Instructions for the task: Please copy every line below that contains the string "client".

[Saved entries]
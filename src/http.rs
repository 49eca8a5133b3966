//! HTTP front-end: `spec.md` §6's REST surface over the Job Queue.
//!
//! Routes never touch the Orchestrator directly — every request becomes a
//! [`JobRequest`], is enqueued, and is bounded by a per-operation timeout so
//! a wedged device can't hang an HTTP worker forever.

use crate::jobs::{JobRequest, JobResponse};
use axum::extract::State;
use axum::http::StatusCode;
use axum::response::{IntoResponse, Response};
use axum::routing::{get, post};
use axum::{Json, Router};
use device_pool::Pool;
use job_queue::{Queue, QueueError};
use serde::Deserialize;
use std::sync::atomic::{AtomicUsize, Ordering};
use std::sync::Arc;
use std::time::Duration;

#[derive(Clone)]
pub struct AppState {
    queue: Queue<JobRequest, JobResponse>,
    pool: Arc<Pool>,
    in_flight: Arc<AtomicUsize>,
}

impl AppState {
    pub fn new(queue: Queue<JobRequest, JobResponse>, pool: Arc<Pool>) -> Self {
        AppState {
            queue,
            pool,
            in_flight: Arc::new(AtomicUsize::new(0)),
        }
    }
}

pub fn router(state: AppState) -> Router {
    Router::new()
        .route("/api/status", get(status))
        .route("/api/get-identity", get(get_identity))
        .route("/api/get-cw", post(get_cw))
        .route("/api/get-rw", post(get_rw))
        .route("/api/authenticate", post(authenticate))
        .route("/api/full-auth", get(full_auth))
        .route("/api/health", get(health))
        .with_state(state)
}

#[derive(Debug, serde::Serialize)]
struct StatusBody {
    status: &'static str,
    message: &'static str,
}

/// `GET /api/status`: liveness probe only — never touches the device or
/// cloud, so it bypasses the queue entirely.
async fn status() -> Response {
    Json(StatusBody {
        status: "ok",
        message: "gateway-mediator is running",
    })
    .into_response()
}

const IDENTITY_TIMEOUT: Duration = Duration::from_secs(180);
const CW_TIMEOUT: Duration = Duration::from_secs(180);
const RW_TIMEOUT: Duration = Duration::from_secs(180);
const AUTH_TIMEOUT: Duration = Duration::from_secs(240);
const FULL_AUTH_TIMEOUT: Duration = Duration::from_secs(240);

/// Run one job through the queue, bounded by `timeout`. A client-input
/// error never reaches here (routes validate before enqueueing); every
/// error this function can produce is an internal one, per `spec.md` §7's
/// "client errors are 400, everything else is 500" split.
async fn run_job(state: &AppState, timeout: Duration, req: JobRequest) -> Result<JobResponse, ApiError> {
    state.in_flight.fetch_add(1, Ordering::SeqCst);
    let result = tokio::time::timeout(timeout, state.queue.enqueue_and_wait(req)).await;
    state.in_flight.fetch_sub(1, Ordering::SeqCst);
    match result {
        Ok(Ok(resp)) => Ok(resp),
        Ok(Err(QueueError::Closed)) => Err(ApiError::Internal("job queue is not running".into())),
        Ok(Err(QueueError::ResultLost)) => {
            Err(ApiError::Internal("worker dropped this job's result".into()))
        }
        Err(_) => Err(ApiError::Internal("operation timed out".into())),
    }
}

async fn get_identity(State(state): State<AppState>) -> Response {
    respond(run_job(&state, IDENTITY_TIMEOUT, JobRequest::GetIdentity).await)
}

#[derive(Debug, Deserialize)]
struct GetCwBody {
    identity: String,
}

async fn get_cw(State(state): State<AppState>, Json(body): Json<GetCwBody>) -> Response {
    if body.identity.trim().is_empty() {
        return ApiError::BadRequest("identity must not be empty".into()).into_response();
    }
    respond(run_job(&state, CW_TIMEOUT, JobRequest::GetCw { identity: body.identity }).await)
}

#[derive(Debug, Deserialize)]
struct GetRwBody {
    cw: String,
}

async fn get_rw(State(state): State<AppState>, Json(body): Json<GetRwBody>) -> Response {
    if body.cw.trim().is_empty() {
        return ApiError::BadRequest("cw must not be empty".into()).into_response();
    }
    respond(run_job(&state, RW_TIMEOUT, JobRequest::GetRw { cw: body.cw }).await)
}

#[derive(Debug, Deserialize)]
struct AuthenticateBody {
    identity: String,
    cw: String,
    rw: String,
    #[serde(rename = "transactionId")]
    transaction_id: String,
}

async fn authenticate(State(state): State<AppState>, Json(body): Json<AuthenticateBody>) -> Response {
    if [&body.identity, &body.cw, &body.rw, &body.transaction_id]
        .iter()
        .any(|s| s.trim().is_empty())
    {
        return ApiError::BadRequest("identity, cw, rw and transactionId are all required".into())
            .into_response();
    }
    respond(
        run_job(
            &state,
            AUTH_TIMEOUT,
            JobRequest::Authenticate {
                identity: body.identity,
                cw: body.cw,
                rw: body.rw,
                transaction_id: body.transaction_id,
            },
        )
        .await,
    )
}

async fn full_auth(State(state): State<AppState>) -> Response {
    respond(run_job(&state, FULL_AUTH_TIMEOUT, JobRequest::FullAuth).await)
}

#[derive(Debug, serde::Serialize)]
struct HealthBody {
    status: &'static str,
    queue_size: usize,
    devices: Vec<DeviceHealthBody>,
}

#[derive(Debug, serde::Serialize)]
struct DeviceHealthBody {
    id: String,
    consecutive_failures: u32,
    total_ops: u64,
    successful_ops: u64,
}

async fn health(State(state): State<AppState>) -> Response {
    let devices = state
        .pool
        .health_snapshot()
        .into_iter()
        .map(|(id, h)| DeviceHealthBody {
            id,
            consecutive_failures: h.consecutive_failures,
            total_ops: h.total_ops,
            successful_ops: h.successful_ops,
        })
        .collect();
    Json(HealthBody {
        status: if state.pool.is_empty() { "no-devices" } else { "ok" },
        queue_size: state.in_flight.load(Ordering::SeqCst),
        devices,
    })
    .into_response()
}

fn respond(result: Result<JobResponse, ApiError>) -> Response {
    match result {
        Ok(body) => Json(body).into_response(),
        Err(e) => e.into_response(),
    }
}

enum ApiError {
    BadRequest(String),
    Internal(String),
}

impl IntoResponse for ApiError {
    fn into_response(self) -> Response {
        let (status, message) = match self {
            ApiError::BadRequest(m) => (StatusCode::BAD_REQUEST, m),
            ApiError::Internal(m) => (StatusCode::INTERNAL_SERVER_ERROR, m),
        };
        (
            status,
            Json(JobResponse {
                success: false,
                error: Some(message),
                ..Default::default()
            }),
        )
            .into_response()
    }
}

Output:
/// Run one job through the queue, bounded by `timeout`. A client-input
/// "client errors are 400, everything else is 500" split.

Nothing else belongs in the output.